** ABOUT THIS EXERCISE **
For every line in the records that has the word "tracing", make a copy.

Records excerpted from a collection

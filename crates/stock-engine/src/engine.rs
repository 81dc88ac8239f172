//! 製備引擎：備料扣帳的交易協調

use std::collections::{HashMap, HashSet};
use std::sync::{Arc, Mutex, PoisonError, RwLock, RwLockReadGuard};
use std::time::Duration;

use dashmap::DashMap;
use rust_decimal::Decimal;
use uuid::Uuid;

use stock_core::{
    AvailabilityReport, Ingredient, MovementEntry, MovementReason, PreparationBatch, Recipe,
    Result, StockError, Substitution,
};
use stock_ledger::{AlertSink, IngredientStore, Ledger, LockSet, MovementLog, NullAlertSink};

use crate::costing::{CatalogSink, NullCatalogSink, RecipeCosting};
use crate::resolver::SubstitutionResolver;
use crate::rollback::RollbackCoordinator;
use crate::validator::AvailabilityValidator;

/// 引擎配置
#[derive(Debug, Clone)]
pub struct EngineConfig {
    /// 取得行鎖的等待上限
    pub lock_wait: Duration,
}

impl Default for EngineConfig {
    fn default() -> Self {
        Self {
            lock_wait: Duration::from_secs(2),
        }
    }
}

/// 單一扣帳目標（原料本身或其替代品）
struct DebitTarget {
    ingredient_id: String,
    quantity: Decimal,
}

/// 製備引擎
///
/// 備料消耗的唯一入口：驗證 → 鎖定 → 重檢 → 扣帳 → 完成，
/// 整段為全有或全無——任何失敗都不留下任何扣帳
pub struct PreparationEngine {
    store: Arc<IngredientStore>,
    log: Arc<MovementLog>,
    ledger: Ledger,
    recipes: DashMap<String, Recipe>,
    // 序列化配方註冊：品項唯一性檢查與寫入必須是同一臨界區
    recipe_registration: Mutex<()>,
    substitutions: RwLock<Vec<Substitution>>,
    batches: DashMap<Uuid, PreparationBatch>,
    alert_sink: Arc<dyn AlertSink>,
    catalog: Arc<dyn CatalogSink>,
    config: EngineConfig,
}

impl PreparationEngine {
    /// 創建新的引擎
    pub fn new() -> Self {
        let store = Arc::new(IngredientStore::new());
        let log = Arc::new(MovementLog::new());
        let ledger = Ledger::new(Arc::clone(&store), Arc::clone(&log));
        Self {
            store,
            log,
            ledger,
            recipes: DashMap::new(),
            recipe_registration: Mutex::new(()),
            substitutions: RwLock::new(Vec::new()),
            batches: DashMap::new(),
            alert_sink: Arc::new(NullAlertSink),
            catalog: Arc::new(NullCatalogSink),
            config: EngineConfig::default(),
        }
    }

    /// 建構器模式：設置引擎配置
    pub fn with_config(mut self, config: EngineConfig) -> Self {
        self.config = config;
        self.rebuild_ledger();
        self
    }

    /// 建構器模式：設置警戒通知端
    pub fn with_alert_sink(mut self, sink: Arc<dyn AlertSink>) -> Self {
        self.alert_sink = sink;
        self.rebuild_ledger();
        self
    }

    /// 建構器模式：設置品項目錄回寫端
    pub fn with_catalog_sink(mut self, sink: Arc<dyn CatalogSink>) -> Self {
        self.catalog = sink;
        self
    }

    fn rebuild_ledger(&mut self) {
        self.ledger = Ledger::new(Arc::clone(&self.store), Arc::clone(&self.log))
            .with_alert_sink(Arc::clone(&self.alert_sink))
            .with_lock_wait(self.config.lock_wait);
    }

    /// 食材行存放區
    pub fn store(&self) -> &Arc<IngredientStore> {
        &self.store
    }

    /// 異動日誌
    pub fn movement_log(&self) -> &Arc<MovementLog> {
        &self.log
    }

    /// 帳本
    pub fn ledger(&self) -> &Ledger {
        &self.ledger
    }

    fn substitutions_snapshot(&self) -> Vec<Substitution> {
        self.read_substitutions().clone()
    }

    fn read_substitutions(&self) -> RwLockReadGuard<'_, Vec<Substitution>> {
        self.substitutions
            .read()
            .unwrap_or_else(PoisonError::into_inner)
    }

    // ------------------------------------------------------------------
    // 註冊
    // ------------------------------------------------------------------

    /// 註冊食材
    pub fn register_ingredient(&self, ingredient: Ingredient) {
        self.store.insert(ingredient);
    }

    /// 註冊配方
    ///
    /// 檢查明細不重複、食材存在且啟用、份數與用量為正，
    /// 並把重算的單份成本推回品項目錄（僅盡力而為）
    pub fn register_recipe(&self, recipe: Recipe) -> Result<()> {
        if recipe.portions_per_batch == 0 {
            return Err(StockError::InvalidQuantity(Decimal::ZERO));
        }
        let _registration = self
            .recipe_registration
            .lock()
            .unwrap_or_else(PoisonError::into_inner);
        // 每個銷售品項至多綁定一份配方
        let duplicate = self
            .recipes
            .iter()
            .any(|r| r.catalog_item_id == recipe.catalog_item_id && r.id != recipe.id);
        if duplicate {
            return Err(StockError::DuplicateRecipe(recipe.catalog_item_id));
        }

        let mut seen: HashSet<&str> = HashSet::new();
        for line in &recipe.lines {
            if !seen.insert(line.ingredient_id.as_str()) {
                return Err(StockError::DuplicateRecipeLine {
                    recipe_id: recipe.id.clone(),
                    ingredient_id: line.ingredient_id.clone(),
                });
            }
            if line.quantity_per_batch <= Decimal::ZERO {
                return Err(StockError::InvalidQuantity(line.quantity_per_batch));
            }
            let ingredient = self.store.snapshot(&line.ingredient_id)?;
            if !ingredient.is_active {
                return Err(StockError::InactiveIngredient(line.ingredient_id.clone()));
            }
        }

        let cost = RecipeCosting::unit_cost(&recipe, &self.store)?;
        if let Err(err) = self.catalog.push_unit_cost(&recipe.catalog_item_id, cost) {
            // 回寫失敗不阻擋配方註冊
            tracing::warn!("品項 {} 成本回寫失敗: {}", recipe.catalog_item_id, err);
        }

        tracing::debug!("配方 {} 註冊完成，單份成本 {}", recipe.id, cost);
        self.recipes.insert(recipe.id.clone(), recipe);
        Ok(())
    }

    /// 註冊替代關係
    ///
    /// 自我替代、單位不相容與非正換算比都是設定錯誤，
    /// 在此一次性拒絕，不留到消耗時才發現
    pub fn register_substitution(&self, substitution: Substitution) -> Result<()> {
        if substitution.original_id == substitution.substitute_id {
            return Err(StockError::SelfSubstitution(substitution.original_id));
        }
        if substitution.conversion_ratio <= Decimal::ZERO {
            return Err(StockError::InvalidQuantity(substitution.conversion_ratio));
        }
        if substitution.priority == 0 {
            return Err(StockError::InvalidQuantity(Decimal::ZERO));
        }

        let original = self.store.snapshot(&substitution.original_id)?;
        let substitute = self.store.snapshot(&substitution.substitute_id)?;
        if !substitute.is_active {
            return Err(StockError::InactiveIngredient(substitution.substitute_id));
        }
        if !original.unit.is_substitutable_with(substitute.unit) {
            return Err(StockError::IncompatibleUnit {
                original: original.unit,
                substitute: substitute.unit,
            });
        }

        self.substitutions
            .write()
            .unwrap_or_else(PoisonError::into_inner)
            .push(substitution);
        Ok(())
    }

    // ------------------------------------------------------------------
    // 查詢
    // ------------------------------------------------------------------

    /// 取得配方
    pub fn recipe(&self, recipe_id: &str) -> Result<Recipe> {
        self.recipes
            .get(recipe_id)
            .map(|r| r.clone())
            .ok_or_else(|| StockError::RecipeNotFound(recipe_id.to_string()))
    }

    /// 取得批次
    pub fn batch(&self, batch_id: Uuid) -> Option<PreparationBatch> {
        self.batches.get(&batch_id).map(|b| b.clone())
    }

    /// 某批次的全部異動（含消耗與回沖補償前的消耗記錄）
    pub fn movements_for_batch(&self, batch_id: Uuid) -> Result<Vec<MovementEntry>> {
        let batch = self
            .batch(batch_id)
            .ok_or(StockError::BatchNotFound(batch_id))?;
        Ok(self.log.entries_for_reference(&batch.reference))
    }

    /// 低庫存報表（觸及警戒線的啟用中食材）
    pub fn low_stock_report(&self) -> Vec<Ingredient> {
        self.store.low_stock()
    }

    /// 配方單份成本
    pub fn recipe_unit_cost(&self, recipe_id: &str) -> Result<Decimal> {
        let recipe = self.recipe(recipe_id)?;
        RecipeCosting::unit_cost(&recipe, &self.store)
    }

    /// 可行性驗證（唯讀）
    pub fn validate(&self, recipe_id: &str, portions: u32) -> Result<AvailabilityReport> {
        let recipe = self.recipe(recipe_id)?;
        let substitutions = self.read_substitutions();
        AvailabilityValidator::validate(&recipe, portions, &substitutions, &self.store)
    }

    // ------------------------------------------------------------------
    // 製備與回沖
    // ------------------------------------------------------------------

    /// 製備 N 份：驗證 → 鎖定 → 重檢 → 扣帳 → 完成
    ///
    /// 失敗路徑（驗證不過、取鎖逾時、鎖下重檢不過）一律不留
    /// 任何扣帳與批次；成功時回傳已完成的批次
    pub fn prepare(&self, recipe_id: &str, portions: u32, actor: &str) -> Result<PreparationBatch> {
        let recipe = self.recipe(recipe_id)?;
        let substitutions = self.substitutions_snapshot();

        tracing::info!(
            "開始製備: 配方 {}, {} 份, 操作者 {}",
            recipe_id,
            portions,
            actor
        );

        // Step 1: 可行性驗證（唯讀、未持鎖，結果可能過期）
        let report =
            AvailabilityValidator::validate(&recipe, portions, &substitutions, &self.store)?;
        if !report.can_prepare {
            tracing::debug!(
                "配方 {} 無法製備: 缺料 {} 項",
                recipe_id,
                report.missing_count
            );
            return Err(StockError::RecipeNotPreparable {
                report: Box::new(report),
            });
        }

        // Step 2: 建立批次（進行中）
        let mut batch = PreparationBatch::new(recipe_id.to_string(), portions, actor.to_string());

        // Step 3: 彙整需要鎖定的行：每條明細的原料，
        //         加上必備明細的所有啟用替代品（鎖下可能換用次順位）
        let mut lock_ids: Vec<String> = Vec::new();
        for line in &recipe.lines {
            lock_ids.push(line.ingredient_id.clone());
            if !line.is_optional {
                for edge in SubstitutionResolver::ordered_edges(&substitutions, &line.ingredient_id)
                {
                    lock_ids.push(edge.substitute_id.clone());
                }
            }
        }

        // Step 4: 依遞增ID順序取得排他行鎖
        let locks = LockSet::acquire(&self.store, &lock_ids, self.config.lock_wait)?;

        // Step 5: 持鎖重檢並規劃扣帳目標；任何必備明細不再可滿足
        //         即整批放棄，此時尚未寫入任何異動
        let planned = Self::plan_debits(&recipe, portions, &substitutions, &locks)?;

        // Step 6: 逐目標扣帳，全部掛在批次參考之下
        for target in &planned {
            self.ledger.debit(
                &locks,
                &target.ingredient_id,
                target.quantity,
                MovementReason::Consumption,
                actor,
                &batch.reference,
            )?;
        }

        // Step 7: 先釋放行鎖，再完成並登記批次
        drop(locks);
        batch.complete();
        self.batches.insert(batch.id, batch.clone());

        tracing::info!("批次 {} 完成: 扣帳 {} 筆", batch.id, planned.len());
        Ok(batch)
    }

    /// 持鎖重檢：以鎖下快照規劃每條明細的扣帳目標
    ///
    /// 同一食材可能被多條明細（或替代）扣用，因此以預計餘量
    /// 累計檢查；驗證時選中的替代品若已被並發扣走，改用
    /// 次順位仍可滿足的候選
    fn plan_debits(
        recipe: &Recipe,
        portions: u32,
        substitutions: &[Substitution],
        locks: &LockSet,
    ) -> Result<Vec<DebitTarget>> {
        let mut projected: HashMap<String, Decimal> = HashMap::new();
        let mut active: HashMap<String, bool> = HashMap::new();
        for id in locks.ids() {
            let ingredient = locks
                .ingredient(id)
                .ok_or_else(|| StockError::Internal(format!("鎖集合缺少 {id} 的行")))?;
            projected.insert(id.to_string(), ingredient.quantity_on_hand);
            active.insert(id.to_string(), ingredient.is_active);
        }

        let mut planned = Vec::with_capacity(recipe.lines.len());
        for line in &recipe.lines {
            let needed = line.quantity_for(portions);
            let original = &line.ingredient_id;

            let original_active = active.get(original.as_str()).copied().unwrap_or(false);
            if let Some(balance) = projected.get_mut(original.as_str()) {
                if original_active && *balance >= needed {
                    *balance -= needed;
                    planned.push(DebitTarget {
                        ingredient_id: original.clone(),
                        quantity: needed,
                    });
                    continue;
                }
            }

            // 可省略明細缺貨：跳過，不阻擋整批
            if line.is_optional {
                continue;
            }

            // 必備明細：依優先序找仍可滿足的替代品
            let mut chosen: Option<DebitTarget> = None;
            for edge in SubstitutionResolver::ordered_edges(substitutions, original) {
                let converted = edge.converted_quantity(needed);
                let substitute_active = active
                    .get(edge.substitute_id.as_str())
                    .copied()
                    .unwrap_or(false);
                if let Some(balance) = projected.get_mut(edge.substitute_id.as_str()) {
                    if substitute_active && *balance >= converted {
                        *balance -= converted;
                        chosen = Some(DebitTarget {
                            ingredient_id: edge.substitute_id.clone(),
                            quantity: converted,
                        });
                        break;
                    }
                }
            }

            match chosen {
                Some(target) => planned.push(target),
                None => {
                    let available = projected.get(original.as_str()).copied().unwrap_or_default();
                    return Err(StockError::ConcurrentStockExhausted {
                        ingredient_id: original.clone(),
                        requested: needed,
                        available,
                    });
                }
            }
        }

        Ok(planned)
    }

    /// 回沖一個已完成（或進行中）的批次
    pub fn rollback(&self, batch_id: Uuid, actor: &str) -> Result<Vec<MovementEntry>> {
        // get_mut 讓同一批次的並發回沖互斥，狀態檢查不會被跳過
        let mut batch = self
            .batches
            .get_mut(&batch_id)
            .ok_or(StockError::BatchNotFound(batch_id))?;
        RollbackCoordinator::perform(
            &self.ledger,
            &self.log,
            &self.store,
            batch.value_mut(),
            actor,
            self.config.lock_wait,
        )
    }
}

impl Default for PreparationEngine {
    fn default() -> Self {
        Self::new()
    }
}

** SOLVED EXERCISE **
            tracing::warn!("品項 {} 成本回寫失敗: {}", recipe.catalog_item_id, err);
        tracing::debug!("配方 {} 註冊完成，單份成本 {}", recipe.id, cost);
        tracing::info!(
            tracing::debug!(
        tracing::info!("批次 {} 完成: 扣帳 {} 筆", batch.id, planned.len());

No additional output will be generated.